Items from a data source
↓
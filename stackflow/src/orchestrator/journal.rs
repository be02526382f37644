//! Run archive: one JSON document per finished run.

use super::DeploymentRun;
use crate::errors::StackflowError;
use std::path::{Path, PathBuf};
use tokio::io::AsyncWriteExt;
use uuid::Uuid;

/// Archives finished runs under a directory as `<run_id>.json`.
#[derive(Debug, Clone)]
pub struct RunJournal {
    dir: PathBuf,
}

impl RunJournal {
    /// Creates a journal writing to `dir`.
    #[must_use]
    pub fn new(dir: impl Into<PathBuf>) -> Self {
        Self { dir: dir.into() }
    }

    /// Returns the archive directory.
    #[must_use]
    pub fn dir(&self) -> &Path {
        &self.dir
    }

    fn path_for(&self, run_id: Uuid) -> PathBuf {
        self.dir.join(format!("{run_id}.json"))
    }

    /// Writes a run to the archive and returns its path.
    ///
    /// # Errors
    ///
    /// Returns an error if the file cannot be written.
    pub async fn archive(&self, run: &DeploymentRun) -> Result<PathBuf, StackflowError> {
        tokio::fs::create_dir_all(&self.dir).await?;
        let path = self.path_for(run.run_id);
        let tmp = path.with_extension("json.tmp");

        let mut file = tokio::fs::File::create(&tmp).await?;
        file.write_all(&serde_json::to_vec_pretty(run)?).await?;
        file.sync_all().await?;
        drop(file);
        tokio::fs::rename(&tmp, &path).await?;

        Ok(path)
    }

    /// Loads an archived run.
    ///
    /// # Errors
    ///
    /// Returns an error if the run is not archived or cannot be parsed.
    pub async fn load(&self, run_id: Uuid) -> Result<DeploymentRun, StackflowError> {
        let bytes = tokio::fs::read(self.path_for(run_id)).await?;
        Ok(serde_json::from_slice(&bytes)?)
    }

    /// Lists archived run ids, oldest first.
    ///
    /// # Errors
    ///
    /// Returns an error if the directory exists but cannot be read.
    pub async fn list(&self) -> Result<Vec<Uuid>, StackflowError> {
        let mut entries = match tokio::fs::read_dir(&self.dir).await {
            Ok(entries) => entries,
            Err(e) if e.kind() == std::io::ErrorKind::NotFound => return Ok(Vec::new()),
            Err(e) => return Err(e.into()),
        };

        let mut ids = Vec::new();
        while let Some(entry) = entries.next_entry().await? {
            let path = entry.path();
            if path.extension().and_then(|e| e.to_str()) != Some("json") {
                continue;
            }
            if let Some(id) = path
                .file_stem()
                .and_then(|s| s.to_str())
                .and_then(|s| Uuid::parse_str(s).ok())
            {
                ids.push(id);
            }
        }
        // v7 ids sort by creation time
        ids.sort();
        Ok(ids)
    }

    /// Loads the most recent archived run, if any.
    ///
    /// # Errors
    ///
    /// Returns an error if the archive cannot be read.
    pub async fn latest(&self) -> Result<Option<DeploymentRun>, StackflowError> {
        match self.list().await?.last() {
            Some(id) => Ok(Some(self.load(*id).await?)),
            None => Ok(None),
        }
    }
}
↑
— PROBLEM TO WORK ON —
Repeat the whole of the data verbatim, as it reads above.

— OUTPUT FOR THIS TASK —
filename stackflow/src/orchestrator/journal.rs
repository be02526382f37644
//! Run archive: one JSON document per finished run.

use super::DeploymentRun;
use crate::errors::StackflowError;
use std::path::{Path, PathBuf};
use tokio::io::AsyncWriteExt;
use uuid::Uuid;

/// Archives finished runs under a directory as `<run_id>.json`.
#[derive(Debug, Clone)]
pub struct RunJournal {
    dir: PathBuf,
}

impl RunJournal {
    /// Creates a journal writing to `dir`.
    #[must_use]
    pub fn new(dir: impl Into<PathBuf>) -> Self {
        Self { dir: dir.into() }
    }

    /// Returns the archive directory.
    #[must_use]
    pub fn dir(&self) -> &Path {
        &self.dir
    }

    fn path_for(&self, run_id: Uuid) -> PathBuf {
        self.dir.join(format!("{run_id}.json"))
    }

    /// Writes a run to the archive and returns its path.
    ///
    /// # Errors
    ///
    /// Returns an error if the file cannot be written.
    pub async fn archive(&self, run: &DeploymentRun) -> Result<PathBuf, StackflowError> {
        tokio::fs::create_dir_all(&self.dir).await?;
        let path = self.path_for(run.run_id);
        let tmp = path.with_extension("json.tmp");

        let mut file = tokio::fs::File::create(&tmp).await?;
        file.write_all(&serde_json::to_vec_pretty(run)?).await?;
        file.sync_all().await?;
        drop(file);
        tokio::fs::rename(&tmp, &path).await?;

        Ok(path)
    }

    /// Loads an archived run.
    ///
    /// # Errors
    ///
    /// Returns an error if the run is not archived or cannot be parsed.
    pub async fn load(&self, run_id: Uuid) -> Result<DeploymentRun, StackflowError> {
        let bytes = tokio::fs::read(self.path_for(run_id)).await?;
        Ok(serde_json::from_slice(&bytes)?)
    }

    /// Lists archived run ids, oldest first.
    ///
    /// # Errors
    ///
    /// Returns an error if the directory exists but cannot be read.
    pub async fn list(&self) -> Result<Vec<Uuid>, StackflowError> {
        let mut entries = match tokio::fs::read_dir(&self.dir).await {
            Ok(entries) => entries,
            Err(e) if e.kind() == std::io::ErrorKind::NotFound => return Ok(Vec::new()),
            Err(e) => return Err(e.into()),
        };

        let mut ids = Vec::new();
        while let Some(entry) = entries.next_entry().await? {
            let path = entry.path();
            if path.extension().and_then(|e| e.to_str()) != Some("json") {
                continue;
            }
            if let Some(id) = path
                .file_stem()
                .and_then(|s| s.to_str())
                .and_then(|s| Uuid::parse_str(s).ok())
            {
                ids.push(id);
            }
        }
        // v7 ids sort by creation time
        ids.sort();
        Ok(ids)
    }

    /// Loads the most recent archived run, if any.
    ///
    /// # Errors
    ///
    /// Returns an error if the archive cannot be read.
    pub async fn latest(&self) -> Result<Option<DeploymentRun>, StackflowError> {
        match self.list().await?.last() {
            Some(id) => Ok(Some(self.load(*id).await?)),
            None => Ok(None),
        }
    }
}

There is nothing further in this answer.